Start of SOURCE INFORMATION
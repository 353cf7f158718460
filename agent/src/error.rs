//! Error taxonomy shared by agents and workflows

use std::fmt;

use serde::{Deserialize, Serialize};

use crate::models::SelectionError;

/// Failure category carried by every failed workflow result
#[derive(Debug, Clone, Copy, PartialEq, Eq, Hash, Serialize, Deserialize)]
#[serde(rename_all = "snake_case")]
pub enum FailureKind {
    /// Invocation referenced a workflow that was never registered
    UnknownWorkflow,
    /// A requested capability provider is not available
    CapabilityUnavailable,
    /// Establishing a capability connection failed
    ConnectionFailed,
    /// A model binding was attached twice to the same connected agent
    AlreadyAttached,
    /// The model backend failed to generate
    BackendFailure,
    /// Every fan-out branch of a parallel aggregation failed
    AggregationFailed,
    /// The model selector had nothing to choose from
    NoCandidates,
    /// Workflow input or task set was malformed
    InvalidInput,
    /// The invocation was cancelled or timed out
    Cancelled,
}

impl FailureKind {
    pub fn as_str(&self) -> &'static str {
        match self {
            Self::UnknownWorkflow => "unknown_workflow",
            Self::CapabilityUnavailable => "capability_unavailable",
            Self::ConnectionFailed => "connection_failed",
            Self::AlreadyAttached => "already_attached",
            Self::BackendFailure => "backend_failure",
            Self::AggregationFailed => "aggregation_failed",
            Self::NoCandidates => "no_candidates",
            Self::InvalidInput => "invalid_input",
            Self::Cancelled => "cancelled",
        }
    }
}

impl fmt::Display for FailureKind {
    fn fmt(&self, f: &mut fmt::Formatter<'_>) -> fmt::Result {
        f.write_str(self.as_str())
    }
}

/// Errors raised while an agent is connected and generating
#[derive(Debug, thiserror::Error)]
pub enum AgentError {
    #[error("Capability '{0}' is not available")]
    CapabilityUnavailable(String),

    #[error("Failed to connect to capability '{capability}': {source:#}")]
    Connection {
        capability: String,
        #[source]
        source: anyhow::Error,
    },

    #[error("Agent '{0}' already has a model attached")]
    AlreadyAttached(String),

    #[error("Model backend failed: {0:#}")]
    Backend(#[source] anyhow::Error),

    #[error(transparent)]
    Selection(#[from] SelectionError),
}

impl AgentError {
    /// The failure category this error reports as
    pub fn kind(&self) -> FailureKind {
        match self {
            Self::CapabilityUnavailable(_) => FailureKind::CapabilityUnavailable,
            Self::Connection { .. } => FailureKind::ConnectionFailed,
            Self::AlreadyAttached(_) => FailureKind::AlreadyAttached,
            Self::Backend(_) => FailureKind::BackendFailure,
            Self::Selection(e) => e.kind(),
        }
    }
}

#[cfg(test)]
mod tests {
    use super::*;

    #[test]
    fn test_failure_kind_serializes_snake_case() {
        let json = serde_json::to_string(&FailureKind::UnknownWorkflow).unwrap();
        assert_eq!(json, "\"unknown_workflow\"");
        assert_eq!(FailureKind::AggregationFailed.to_string(), "aggregation_failed");
    }

    #[test]
    fn test_agent_error_kinds() {
        assert_eq!(
            AgentError::AlreadyAttached("a".into()).kind(),
            FailureKind::AlreadyAttached
        );
        assert_eq!(
            AgentError::Backend(anyhow::anyhow!("boom")).kind(),
            FailureKind::BackendFailure
        );
        assert_eq!(
            AgentError::from(SelectionError::NoCandidates {
                backend: "ollama".into()
            })
            .kind(),
            FailureKind::NoCandidates
        );
    }

    #[test]
    fn test_backend_error_message_keeps_cause() {
        let err = AgentError::Backend(anyhow::anyhow!("connection refused").context("chat failed"));
        let msg = err.to_string();
        assert!(msg.contains("chat failed"));
        assert!(msg.contains("connection refused"));
    }
}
End of SOURCE INFORMATION
Line by line, the data should be returned exactly as written.

- TASK SOLUTION -
repository 353cf7f158718460
filename agent/src/error.rs
//! Error taxonomy shared by agents and workflows

use std::fmt;

use serde::{Deserialize, Serialize};

use crate::models::SelectionError;

/// Failure category carried by every failed workflow result
#[derive(Debug, Clone, Copy, PartialEq, Eq, Hash, Serialize, Deserialize)]
#[serde(rename_all = "snake_case")]
pub enum FailureKind {
    /// Invocation referenced a workflow that was never registered
    UnknownWorkflow,
    /// A requested capability provider is not available
    CapabilityUnavailable,
    /// Establishing a capability connection failed
    ConnectionFailed,
    /// A model binding was attached twice to the same connected agent
    AlreadyAttached,
    /// The model backend failed to generate
    BackendFailure,
    /// Every fan-out branch of a parallel aggregation failed
    AggregationFailed,
    /// The model selector had nothing to choose from
    NoCandidates,
    /// Workflow input or task set was malformed
    InvalidInput,
    /// The invocation was cancelled or timed out
    Cancelled,
}

impl FailureKind {
    pub fn as_str(&self) -> &'static str {
        match self {
            Self::UnknownWorkflow => "unknown_workflow",
            Self::CapabilityUnavailable => "capability_unavailable",
            Self::ConnectionFailed => "connection_failed",
            Self::AlreadyAttached => "already_attached",
            Self::BackendFailure => "backend_failure",
            Self::AggregationFailed => "aggregation_failed",
            Self::NoCandidates => "no_candidates",
            Self::InvalidInput => "invalid_input",
            Self::Cancelled => "cancelled",
        }
    }
}

impl fmt::Display for FailureKind {
    fn fmt(&self, f: &mut fmt::Formatter<'_>) -> fmt::Result {
        f.write_str(self.as_str())
    }
}

/// Errors raised while an agent is connected and generating
#[derive(Debug, thiserror::Error)]
pub enum AgentError {
    #[error("Capability '{0}' is not available")]
    CapabilityUnavailable(String),

    #[error("Failed to connect to capability '{capability}': {source:#}")]
    Connection {
        capability: String,
        #[source]
        source: anyhow::Error,
    },

    #[error("Agent '{0}' already has a model attached")]
    AlreadyAttached(String),

    #[error("Model backend failed: {0:#}")]
    Backend(#[source] anyhow::Error),

    #[error(transparent)]
    Selection(#[from] SelectionError),
}

impl AgentError {
    /// The failure category this error reports as
    pub fn kind(&self) -> FailureKind {
        match self {
            Self::CapabilityUnavailable(_) => FailureKind::CapabilityUnavailable,
            Self::Connection { .. } => FailureKind::ConnectionFailed,
            Self::AlreadyAttached(_) => FailureKind::AlreadyAttached,
            Self::Backend(_) => FailureKind::BackendFailure,
            Self::Selection(e) => e.kind(),
        }
    }
}

#[cfg(test)]
mod tests {
    use super::*;

    #[test]
    fn test_failure_kind_serializes_snake_case() {
        let json = serde_json::to_string(&FailureKind::UnknownWorkflow).unwrap();
        assert_eq!(json, "\"unknown_workflow\"");
        assert_eq!(FailureKind::AggregationFailed.to_string(), "aggregation_failed");
    }

    #[test]
    fn test_agent_error_kinds() {
        assert_eq!(
            AgentError::AlreadyAttached("a".into()).kind(),
            FailureKind::AlreadyAttached
        );
        assert_eq!(
            AgentError::Backend(anyhow::anyhow!("boom")).kind(),
            FailureKind::BackendFailure
        );
        assert_eq!(
            AgentError::from(SelectionError::NoCandidates {
                backend: "ollama".into()
            })
            .kind(),
            FailureKind::NoCandidates
        );
    }

    #[test]
    fn test_backend_error_message_keeps_cause() {
        let err = AgentError::Backend(anyhow::anyhow!("connection refused").context("chat failed"));
        let msg = err.to_string();
        assert!(msg.contains("chat failed"));
        assert!(msg.contains("connection refused"));
    }
}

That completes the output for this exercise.